● **TASK TO CARRY OUT**: From the listing below, retype exactly the line holding "Ordering::Greater => self.last_comparison", the line holding "self.elapsed_secs += delta_secs;", and the lines between them; skip everything else.

+ + + + + + +

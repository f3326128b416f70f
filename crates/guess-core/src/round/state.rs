use std::cmp::Ordering;

use serde::{Deserialize, Serialize};
use tracing::{debug, info};

use crate::difficulty::Difficulty;
use crate::error::Result;
use crate::leaderboard::LeaderboardEntry;
use crate::round::RoundConfig;

/// Feedback for the last non-winning guess.
#[derive(Debug, Clone, Copy, Default, PartialEq, Eq, Hash, Serialize, Deserialize)]
pub enum Comparison {
    #[default]
    None,
    TooHigh,
    TooLow,
}

#[derive(Debug, Clone, Copy, Default, PartialEq, Eq, Hash, Serialize, Deserialize)]
pub enum Outcome {
    #[default]
    InProgress,
    Won,
    Lost,
}

impl Outcome {
    pub fn is_terminal(&self) -> bool {
        !matches!(self, Self::InProgress)
    }
}

/// Input to a running round, as delivered by a front end's event loop.
#[derive(Debug, Clone, Copy, PartialEq)]
pub enum RoundCommand {
    Guess(i32),
    Tick(f64),
    Forfeit,
}

/// Result of a finished (or abandoned) round, handed back to the front end.
#[derive(Debug, Clone, PartialEq, Eq, Serialize, Deserialize)]
pub struct RoundSummary {
    pub outcome: Outcome,
    pub difficulty: Difficulty,
    pub hidden_number: i32,
    pub attempts_used: u32,
    pub player_name: String,
}

/// Round state machine
///
/// ## State Transition Rules
///
/// - InProgress -> Won (exact guess)
/// - InProgress -> Lost (attempt budget exhausted, time budget exhausted, forfeit)
///
/// Won and Lost are terminal: guesses and ticks return the state unchanged.
///
/// Transitions consume the state and return the next one, so the guess path
/// and the timer path can be applied in any order on the same value.
#[derive(Debug, Clone, Copy, PartialEq)]
pub struct RoundState {
    config: RoundConfig,
    attempts_used: u32,
    elapsed_secs: f64,
    last_comparison: Comparison,
    outcome: Outcome,
}

impl RoundState {
    /// Start a round. Fails with `InvalidConfig` on an inconsistent config.
    pub fn start(config: RoundConfig) -> Result<Self> {
        config.validate()?;
        debug!(
            "Round started: difficulty={}, max_attempts={:?}, time_limit={:?}",
            config.difficulty, config.max_attempts, config.time_limit_secs
        );
        Ok(Self {
            config,
            attempts_used: 0,
            elapsed_secs: 0.0,
            last_comparison: Comparison::None,
            outcome: Outcome::InProgress,
        })
    }

    #[must_use]
    pub fn submit_guess(mut self, guess: i32) -> Self {
        if self.is_terminal() {
            return self;
        }

        match guess.cmp(&self.config.hidden_number) {
            Ordering::Equal => {
                self.last_comparison = Comparison::None;
                self.outcome = Outcome::Won;
                info!(
                    "Round won on {} after {} missed attempts",
                    self.config.difficulty, self.attempts_used
                );
                return self;
            }
            Ordering::Greater => self.last_comparison = Comparison::TooHigh,
            Ordering::Less => self.last_comparison = Comparison::TooLow,
        }

        self.attempts_used = self.attempts_used.saturating_add(1);
        debug!(
            "Guess {} -> {:?} (attempts used: {})",
            guess, self.last_comparison, self.attempts_used
        );

        // The exhausting attempt is itself counted
        if let Some(max) = self.config.max_attempts
            && self.attempts_used >= max
        {
            self.outcome = Outcome::Lost;
            info!("Round lost: attempt budget of {} exhausted", max);
        }

        self
    }

    /// Advance the countdown. Only Hard rounds run a timer.
    #[must_use]
    pub fn tick(mut self, delta_secs: f64) -> Self {
        if self.is_terminal() || !self.config.difficulty.timer_enabled() {
            return self;
        }
        if !delta_secs.is_finite() || delta_secs < 0.0 {
            debug!("Ignoring invalid tick delta {}", delta_secs);
            return self;
        }

        self.elapsed_secs += delta_secs;

        if let Some(limit) = self.config.time_limit_secs
            && self.elapsed_secs >= f64::from(limit)
        {
            self.outcome = Outcome::Lost;
            info!("Round lost: time limit of {}s reached", limit);
        }

        self
    }

    /// Abandon the round.
    #[must_use]
    pub fn forfeit(mut self) -> Self {
        if !self.is_terminal() {
            self.outcome = Outcome::Lost;
            info!("Round forfeited");
        }
        self
    }

    #[must_use]
    pub fn apply(self, command: RoundCommand) -> Self {
        match command {
            RoundCommand::Guess(guess) => self.submit_guess(guess),
            RoundCommand::Tick(delta_secs) => self.tick(delta_secs),
            RoundCommand::Forfeit => self.forfeit(),
        }
    }

    /// Leaderboard entry for a won round; `None` for any other outcome.
    pub fn leaderboard_entry(&self, player_name: &str) -> Option<LeaderboardEntry> {
        if self.outcome != Outcome::Won {
            return None;
        }

        let difficulty = self.config.difficulty;
        Some(LeaderboardEntry {
            difficulty,
            player_name: player_name.to_string(),
            attempts: difficulty
                .attempts_bounded()
                .then_some(self.attempts_used),
            elapsed_secs: difficulty.timer_enabled().then_some(self.elapsed_secs),
        })
    }

    pub fn summary(&self, player_name: &str) -> RoundSummary {
        RoundSummary {
            outcome: self.outcome,
            difficulty: self.config.difficulty,
            hidden_number: self.config.hidden_number,
            attempts_used: self.attempts_used,
            player_name: player_name.to_string(),
        }
    }

    pub fn config(&self) -> &RoundConfig {
        &self.config
    }

    pub fn attempts_used(&self) -> u32 {
        self.attempts_used
    }

    pub fn elapsed_secs(&self) -> f64 {
        self.elapsed_secs
    }

    pub fn last_comparison(&self) -> Comparison {
        self.last_comparison
    }

    pub fn outcome(&self) -> Outcome {
        self.outcome
    }

    pub fn is_terminal(&self) -> bool {
        self.outcome.is_terminal()
    }

    /// Attempts left before losing, for bounded difficulties.
    pub fn remaining_attempts(&self) -> Option<u32> {
        self.config
            .max_attempts
            .map(|max| max.saturating_sub(self.attempts_used))
    }

    /// Seconds left on the countdown, for timed difficulties.
    pub fn remaining_secs(&self) -> Option<f64> {
        self.config
            .time_limit_secs
            .map(|limit| (f64::from(limit) - self.elapsed_secs).max(0.0))
    }
}
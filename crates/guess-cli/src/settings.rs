//! Persisted player settings.

use std::fs;
use std::io::ErrorKind;
use std::path::{Path, PathBuf};

use anyhow::{Context, Result};
use guess_core::{Difficulty, RoundConfig};
use serde::{Deserialize, Serialize};

/// Name recorded for players who did not enter one.
pub const GUEST_NAME: &str = "Guest";

/// Settings remembered between runs.
#[derive(Debug, Clone, Default, PartialEq, Serialize, Deserialize)]
#[serde(default)]
pub struct Settings {
    /// Last player name
    pub player_name: String,
    /// Last selected difficulty
    pub difficulty: Difficulty,
    /// Attempt budget override for Normal and Hard
    #[serde(skip_serializing_if = "Option::is_none")]
    pub max_attempts: Option<u32>,
    /// Time budget override for Hard
    #[serde(skip_serializing_if = "Option::is_none")]
    pub time_limit_secs: Option<u32>,
}

impl Settings {
    pub fn default_path() -> Option<PathBuf> {
        dirs::config_dir().map(|dir| dir.join("guess").join("settings.toml"))
    }

    /// Load settings; a missing file yields the defaults.
    pub fn load<P: AsRef<Path>>(path: P) -> Result<Self> {
        let path = path.as_ref();
        let content = match fs::read_to_string(path) {
            Ok(content) => content,
            Err(e) if e.kind() == ErrorKind::NotFound => return Ok(Self::default()),
            Err(e) => {
                return Err(e).with_context(|| format!("Failed to read {}", path.display()));
            }
        };
        toml::from_str(&content).with_context(|| format!("Invalid settings in {}", path.display()))
    }

    pub fn save<P: AsRef<Path>>(&self, path: P) -> Result<()> {
        let path = path.as_ref();
        if let Some(parent) = path.parent() {
            fs::create_dir_all(parent)?;
        }
        fs::write(path, toml::to_string_pretty(self)?)
            .with_context(|| format!("Failed to write {}", path.display()))
    }

    /// Round config for `difficulty` with this file's budget overrides applied.
    pub fn round_config(&self, difficulty: Difficulty, seed: Option<u64>) -> RoundConfig {
        let mut config = match seed {
            Some(seed) => RoundConfig::seeded(difficulty, seed),
            None => RoundConfig::random(difficulty),
        };
        if let Some(max) = self.max_attempts {
            config = config.with_max_attempts(max);
        }
        if let Some(secs) = self.time_limit_secs {
            config = config.with_time_limit_secs(secs);
        }
        config
    }
}

/// Name to record: the trimmed input, or `Guest` when blank.
pub fn display_name(name: &str) -> &str {
    let name = name.trim();
    if name.is_empty() { GUEST_NAME } else { name }
}
use thiserror::Error;

#[derive(Debug, Error)]
pub enum Error {
    #[error("Invalid round config: {0}")]
    InvalidConfig(String),

    #[error("Corrupt leaderboard data in partition {partition}: {source}")]
    CorruptData {
        partition: &'static str,
        #[source]
        source: serde_json::Error,
    },

    #[error("Storage tier {tier} failed: {message}")]
    Storage { tier: String, message: String },

    #[error("IO error: {0}")]
    Io(#[from] std::io::Error),

    #[error("JSON error: {0}")]
    Json(#[from] serde_json::Error),
}

pub type Result<T> = std::result::Result<T, Error>;

impl Error {
    pub(crate) fn invalid_config(message: impl Into<String>) -> Self {
        Error::InvalidConfig(message.into())
    }

    pub(crate) fn storage(tier: impl Into<String>, message: impl std::fmt::Display) -> Self {
        Error::Storage {
            tier: tier.into(),
            message: message.to_string(),
        }
    }
}
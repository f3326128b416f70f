//! Game constants.
//!
//! - Hidden number range
//! - Default attempt and time budgets applied by `RoundConfig::standard`
//! - Timer tick interval used by front ends

/// Hidden number range.
pub mod number {
    use std::ops::Range;

    /// Hidden numbers are drawn from this half-open range.
    pub const HIDDEN_RANGE: Range<i32> = 0..100;
}

/// Default round budgets.
pub mod limits {
    /// Attempts allowed on Normal and Hard.
    pub const DEFAULT_MAX_ATTEMPTS: u32 = 10;

    /// Seconds allowed on Hard.
    pub const DEFAULT_TIME_LIMIT_SECS: u32 = 30;
}

/// Countdown timer configuration.
pub mod timer {
    use std::time::Duration;

    /// Interval between ticks delivered to a running Hard round.
    pub const TICK_INTERVAL: Duration = Duration::from_secs(1);
}
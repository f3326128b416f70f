//! # guess-core
//!
//! Core library for the number-guessing game.
//!
//! This crate provides:
//! - The difficulty policy (budgets and leaderboard partition keys)
//! - The round state machine (guesses, timer ticks, forfeits)
//! - Leaderboard persistence over ordered storage tiers, and ranking

pub mod config;
pub mod difficulty;
pub mod error;
pub mod leaderboard;
pub mod round;

pub use difficulty::Difficulty;
pub use error::{Error, Result};
pub use leaderboard::{
    BlobTier, KeyValueTier, LeaderboardEntry, LeaderboardStore, MemoryTier, StorageTier,
    TieBreak, rank, rank_by,
};
pub use round::{Comparison, Outcome, RoundCommand, RoundConfig, RoundState, RoundSummary};
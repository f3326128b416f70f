mod cli;
mod commands;
mod console;
mod input;
mod settings;

use std::path::PathBuf;

use anyhow::Result;
use clap::Parser;
use cli::{Args, Command};
use tracing_subscriber::EnvFilter;

fn main() -> Result<()> {
    let args = Args::parse();

    // Initialize logging (warn unless RUST_LOG says otherwise)
    let env_filter = EnvFilter::try_from_default_env()
        .unwrap_or_else(|_| EnvFilter::new("guess_cli=warn,guess_core=warn"));
    tracing_subscriber::fmt()
        .with_env_filter(env_filter)
        .with_writer(std::io::stderr)
        .init();

    let data_dir = args.data_dir.unwrap_or_else(default_data_dir);
    let settings_path = args.config.or_else(settings::Settings::default_path);

    match args.command {
        Some(Command::Leaderboard {
            difficulty,
            json,
            by_time,
        }) => commands::leaderboard::run(
            &data_dir,
            settings_path.as_deref(),
            difficulty,
            json,
            by_time,
        ),
        Some(Command::Play {
            name,
            difficulty,
            seed,
        }) => commands::play::run(&data_dir, settings_path.as_deref(), name, difficulty, seed),
        None => commands::play::run(&data_dir, settings_path.as_deref(), None, None, None),
    }
}

fn default_data_dir() -> PathBuf {
    dirs::data_dir()
        .map(|dir| dir.join("guess"))
        .unwrap_or_else(|| PathBuf::from("."))
}
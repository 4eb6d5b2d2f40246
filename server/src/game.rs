//! Game handler operations: view, guess and reset
//!
//! Each operation takes the session store by mutable reference, resolves the
//! caller's token into a live session and returns the token to hand back along
//! with what should be shown. Nothing here awaits, so callers can run these
//! while holding the store lock and release it before rendering.

use crate::session_store::SessionStore;
use log::{debug, warn};
use shared::{AlertLevel, GameRules, GameSession};
use uuid::Uuid;

/// Failures that stop a game operation from producing a page
#[derive(Debug, Clone, PartialEq, Eq, thiserror::Error)]
pub enum GameError {
    /// The store is at capacity and cannot start another session
    #[error("Server full")]
    StoreFull,
    /// A token resolved a moment ago is no longer in the store
    #[error("Session {0} not found")]
    UnknownSession(Uuid),
}

/// Feedback shown above the form after a guess
#[derive(Debug, Clone, PartialEq, Eq)]
pub struct Alert {
    pub message: String,
    pub level: AlertLevel,
}

/// Everything the page needs to draw one game
///
/// Built from a session snapshot, so rendering never needs the store lock.
#[derive(Debug, Clone, PartialEq, Eq)]
pub struct GameView {
    /// Lowest possible secret
    pub min: i64,
    /// Highest possible secret
    pub max: i64,
    /// Guesses left before the game is lost
    pub remaining: u32,
    /// Valid guesses so far, oldest first
    pub history: Vec<i64>,
    /// True once the secret was found or the attempts ran out
    pub finished: bool,
    /// Only revealed once the game is over
    pub secret: Option<i64>,
    /// Feedback for the request that produced this view, if any
    pub alert: Option<Alert>,
}

impl GameView {
    fn new(game: &GameSession, rules: &GameRules, alert: Option<Alert>) -> Self {
        Self {
            min: rules.min,
            max: rules.max,
            remaining: game.remaining(rules),
            history: game.history.clone(),
            finished: game.finished,
            secret: game.finished.then_some(game.secret),
            alert,
        }
    }
}

/// What a guess request should answer with
#[derive(Debug, Clone, PartialEq, Eq)]
pub enum GuessResponse {
    /// Show the page with the guess feedback
    Render(GameView),
    /// The game already ended; the client should go back to the main page
    AlreadyFinished,
}

fn live_session(store: &mut SessionStore, id: Option<Uuid>) -> Result<Uuid, GameError> {
    store.ensure_session(id).ok_or_else(|| {
        warn!("Session store full, refusing new session");
        GameError::StoreFull
    })
}

/// Shows the current game without changing it
pub fn view(store: &mut SessionStore, id: Option<Uuid>) -> Result<(Uuid, GameView), GameError> {
    let id = live_session(store, id)?;
    let rules = *store.rules();
    let session = store.get(&id).ok_or(GameError::UnknownSession(id))?;
    Ok((id, GameView::new(&session.game, &rules, None)))
}

/// Applies one guess to the caller's game
pub fn guess(
    store: &mut SessionStore,
    id: Option<Uuid>,
    input: &str,
) -> Result<(Uuid, GuessResponse), GameError> {
    let id = live_session(store, id)?;
    let rules = *store.rules();

    let Some(session) = store.get_mut(&id) else {
        return Err(GameError::UnknownSession(id));
    };
    if session.game.finished {
        return Ok((id, GuessResponse::AlreadyFinished));
    }

    let alert = match session.game.guess(input, &rules) {
        Ok(outcome) => {
            debug!("Session {}: guess {:?} -> {:?}", id, input.trim(), outcome);
            Alert {
                message: outcome.to_string(),
                level: outcome.alert(),
            }
        }
        Err(e) => {
            debug!("Session {}: rejected guess {:?}: {}", id, input, e);
            Alert {
                message: e.to_string(),
                level: e.alert(),
            }
        }
    };

    let view = GameView::new(&session.game, &rules, Some(alert));
    Ok((id, GuessResponse::Render(view)))
}

/// Throws away the caller's game and starts a new one
pub fn reset(store: &mut SessionStore, id: Option<Uuid>) -> Result<Uuid, GameError> {
    store.reset_session(id).ok_or_else(|| {
        warn!("Session store full, refusing reset");
        GameError::StoreFull
    })
}
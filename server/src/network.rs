//! Server network layer handling HTTP requests and session expiry

use crate::game::{self, GameError, GameView, GuessResponse};
use crate::page;
use crate::session_store::SessionStore;
use axum::extract::State;
use axum::http::StatusCode;
use axum::response::{Html, IntoResponse, Redirect, Response};
use axum::routing::{get, post};
use axum::Router;
use axum_extra::extract::cookie::{Cookie, CookieJar, SameSite};
use axum_extra::extract::{Form, FormRejection};
use log::{debug, error, info};
use serde::Deserialize;
use std::net::SocketAddr;
use std::sync::Arc;
use std::time::Duration;
use tokio::net::TcpListener;
use tokio::sync::RwLock;
use uuid::Uuid;

pub const SESSION_COOKIE: &str = "guess_session";

/// How often idle sessions are swept from the store
pub const SWEEP_INTERVAL: Duration = Duration::from_secs(60);

/// Shared state handed to every request handler
#[derive(Clone)]
pub struct AppState {
    pub store: Arc<RwLock<SessionStore>>,
}

/// Body of `POST /guess`
///
/// Browsers send one `guess` field, but hand-crafted requests may repeat it;
/// every value is collected and only the first one counts.
#[derive(Debug, Default, Deserialize)]
pub struct GuessForm {
    #[serde(default)]
    pub guess: Vec<String>,
}

impl GuessForm {
    /// Returns the first submitted guess, or an empty string when none was sent
    pub fn first_guess(&self) -> &str {
        self.guess.first().map(String::as_str).unwrap_or("")
    }
}

impl IntoResponse for GameError {
    fn into_response(self) -> Response {
        match self {
            GameError::StoreFull => {
                (StatusCode::SERVICE_UNAVAILABLE, self.to_string()).into_response()
            }
            GameError::UnknownSession(_) => {
                (StatusCode::INTERNAL_SERVER_ERROR, self.to_string()).into_response()
            }
        }
    }
}

fn session_id(jar: &CookieJar) -> Option<Uuid> {
    jar.get(SESSION_COOKIE)
        .and_then(|cookie| Uuid::parse_str(cookie.value()).ok())
}

fn with_session_cookie(jar: CookieJar, id: Uuid) -> CookieJar {
    jar.add(
        Cookie::build((SESSION_COOKIE, id.to_string()))
            .path("/")
            .http_only(true)
            .same_site(SameSite::Lax),
    )
}

fn render_page(view: &GameView) -> Response {
    match page::render(view) {
        Ok(html) => Html(html).into_response(),
        Err(e) => {
            error!("Failed to render page: {}", e);
            StatusCode::INTERNAL_SERVER_ERROR.into_response()
        }
    }
}

/// GET / - show the current game
async fn index(State(state): State<AppState>, jar: CookieJar) -> Result<Response, GameError> {
    let (id, view) = {
        let mut store = state.store.write().await;
        game::view(&mut store, session_id(&jar))?
    };

    Ok((with_session_cookie(jar, id), render_page(&view)).into_response())
}

/// POST /guess - submit one guess
///
/// A body that cannot be read as a form counts as an empty guess, so the
/// player gets the usual warning instead of a bare error status.
async fn submit_guess(
    State(state): State<AppState>,
    jar: CookieJar,
    form: Result<Form<GuessForm>, FormRejection>,
) -> Result<Response, GameError> {
    let form = match form {
        Ok(Form(form)) => form,
        Err(e) => {
            debug!("Unreadable guess form: {}", e);
            GuessForm::default()
        }
    };

    let (id, response) = {
        let mut store = state.store.write().await;
        game::guess(&mut store, session_id(&jar), form.first_guess())?
    };

    let jar = with_session_cookie(jar, id);
    match response {
        GuessResponse::Render(view) => Ok((jar, render_page(&view)).into_response()),
        GuessResponse::AlreadyFinished => {
            debug!("Session {} guessed after the game ended", id);
            Ok((jar, Redirect::to("/")).into_response())
        }
    }
}

/// POST /reset - start over with a new secret
async fn reset_game(State(state): State<AppState>, jar: CookieJar) -> Result<Response, GameError> {
    let id = {
        let mut store = state.store.write().await;
        game::reset(&mut store, session_id(&jar))?
    };

    Ok((with_session_cookie(jar, id), Redirect::to("/")).into_response())
}

/// Builds the router serving the three game routes
pub fn router(store: Arc<RwLock<SessionStore>>) -> Router {
    Router::new()
        .route("/", get(index))
        .route("/guess", post(submit_guess))
        .route("/reset", post(reset_game))
        .with_state(AppState { store })
}

/// HTTP server owning the listener and the session store
pub struct Server {
    listener: TcpListener,
    store: Arc<RwLock<SessionStore>>,
    sweep_interval: Duration,
}

impl Server {
    pub async fn new(addr: &str, store: SessionStore) -> Result<Self, Box<dyn std::error::Error>> {
        let listener = TcpListener::bind(addr).await?;
        info!("Server listening on {}", listener.local_addr()?);

        Ok(Server {
            listener,
            store: Arc::new(RwLock::new(store)),
            sweep_interval: SWEEP_INTERVAL,
        })
    }

    pub fn local_addr(&self) -> std::io::Result<SocketAddr> {
        self.listener.local_addr()
    }

    /// Spawns task that periodically removes idle sessions
    fn spawn_timeout_checker(&self) {
        let store = Arc::clone(&self.store);
        let sweep_interval = self.sweep_interval;

        tokio::spawn(async move {
            let mut interval = tokio::time::interval(sweep_interval);

            loop {
                interval.tick().await;

                let (expired, live) = {
                    let mut store = store.write().await;
                    let expired = store.check_timeouts();
                    (expired.len(), store.len())
                };

                if expired > 0 {
                    info!("Expired {} idle sessions, {} still active", expired, live);
                }
            }
        });
    }

    /// Serves requests until Ctrl+C
    pub async fn run(self) -> Result<(), Box<dyn std::error::Error>> {
        self.spawn_timeout_checker();

        let app = router(Arc::clone(&self.store));
        info!("Server started successfully");

        axum::serve(self.listener, app)
            .with_graceful_shutdown(async {
                if let Err(e) = tokio::signal::ctrl_c().await {
                    error!("Failed to listen for Ctrl+C: {}", e);
                }
                info!("Server shutting down");
            })
            .await?;

        Ok(())
    }
}
//! # Number Guessing Server Library
//!
//! This library provides the server for a browser-based number guessing game.
//! The server draws a secret number for each player, accepts guesses through
//! an HTML form and answers with a hint until the player either finds the
//! number or runs out of attempts.
//!
//! ## Core Responsibilities
//!
//! ### Authoritative Game State
//! The secret never leaves the server until the game is over. Clients only
//! hold an opaque session token in a cookie; every rule decision is made here.
//!
//! ### Session Management
//! Handles the lifecycle of player sessions:
//! - Session creation on first visit or reset
//! - Activity tracking on every request
//! - Idle expiry and cleanup
//! - A capacity limit on live sessions
//!
//! ## Module Organization
//!
//! ### Session Store Module (`session_store`)
//! Token-keyed storage of [`shared::GameSession`] values, with idle expiry and
//! the random generator secrets are drawn from.
//!
//! ### Game Module (`game`)
//! The three game operations, `view`, `guess` and `reset`, expressed over the
//! session store. These are synchronous and never await.
//!
//! ### Page Module (`page`)
//! Renders a [`game::GameView`] into the single HTML page.
//!
//! ### Network Module (`network`)
//! The HTTP layer:
//! - `GET /` renders the current game
//! - `POST /guess` submits the `guess` form field
//! - `POST /reset` starts a new game
//! - A background task sweeps idle sessions
//!
//! ## Usage Example
//!
//! ```rust,no_run
//! use server::network::Server;
//! use server::session_store::SessionStore;
//! use shared::GameRules;
//! use std::time::Duration;
//!
//! #[tokio::main]
//! async fn main() -> Result<(), Box<dyn std::error::Error>> {
//!     let store = SessionStore::new(GameRules::default(), 10_000, Duration::from_secs(1800));
//!     let server = Server::new("127.0.0.1:5000", store).await?;
//!
//!     // Serves the game until Ctrl+C
//!     server.run().await?;
//!
//!     Ok(())
//! }
//! ```
//!
//! ## Concurrency
//!
//! Requests run on the tokio runtime and share one store behind an async
//! read-write lock. Handlers take the lock, run one game operation and drop
//! the guard before rendering, so no guard is held across an await point.

pub mod game;
pub mod network;
pub mod page;
pub mod session_store;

+ + + + + + +

● **EXERCISE RESULT**:
            Ordering::Greater => self.last_comparison = Comparison::TooHigh,
            Ordering::Less => self.last_comparison = Comparison::TooLow,
        }

        self.attempts_used = self.attempts_used.saturating_add(1);
        debug!(
            "Guess {} -> {:?} (attempts used: {})",
            guess, self.last_comparison, self.attempts_used
        );

        // The exhausting attempt is itself counted
        if let Some(max) = self.config.max_attempts
            && self.attempts_used >= max
        {
            self.outcome = Outcome::Lost;
            info!("Round lost: attempt budget of {} exhausted", max);
        }

        self
    }

    /// Advance the countdown. Only Hard rounds run a timer.
    #[must_use]
    pub fn tick(mut self, delta_secs: f64) -> Self {
        if self.is_terminal() || !self.config.difficulty.timer_enabled() {
            return self;
        }
        if !delta_secs.is_finite() || delta_secs < 0.0 {
            debug!("Ignoring invalid tick delta {}", delta_secs);
            return self;
        }

        self.elapsed_secs += delta_secs;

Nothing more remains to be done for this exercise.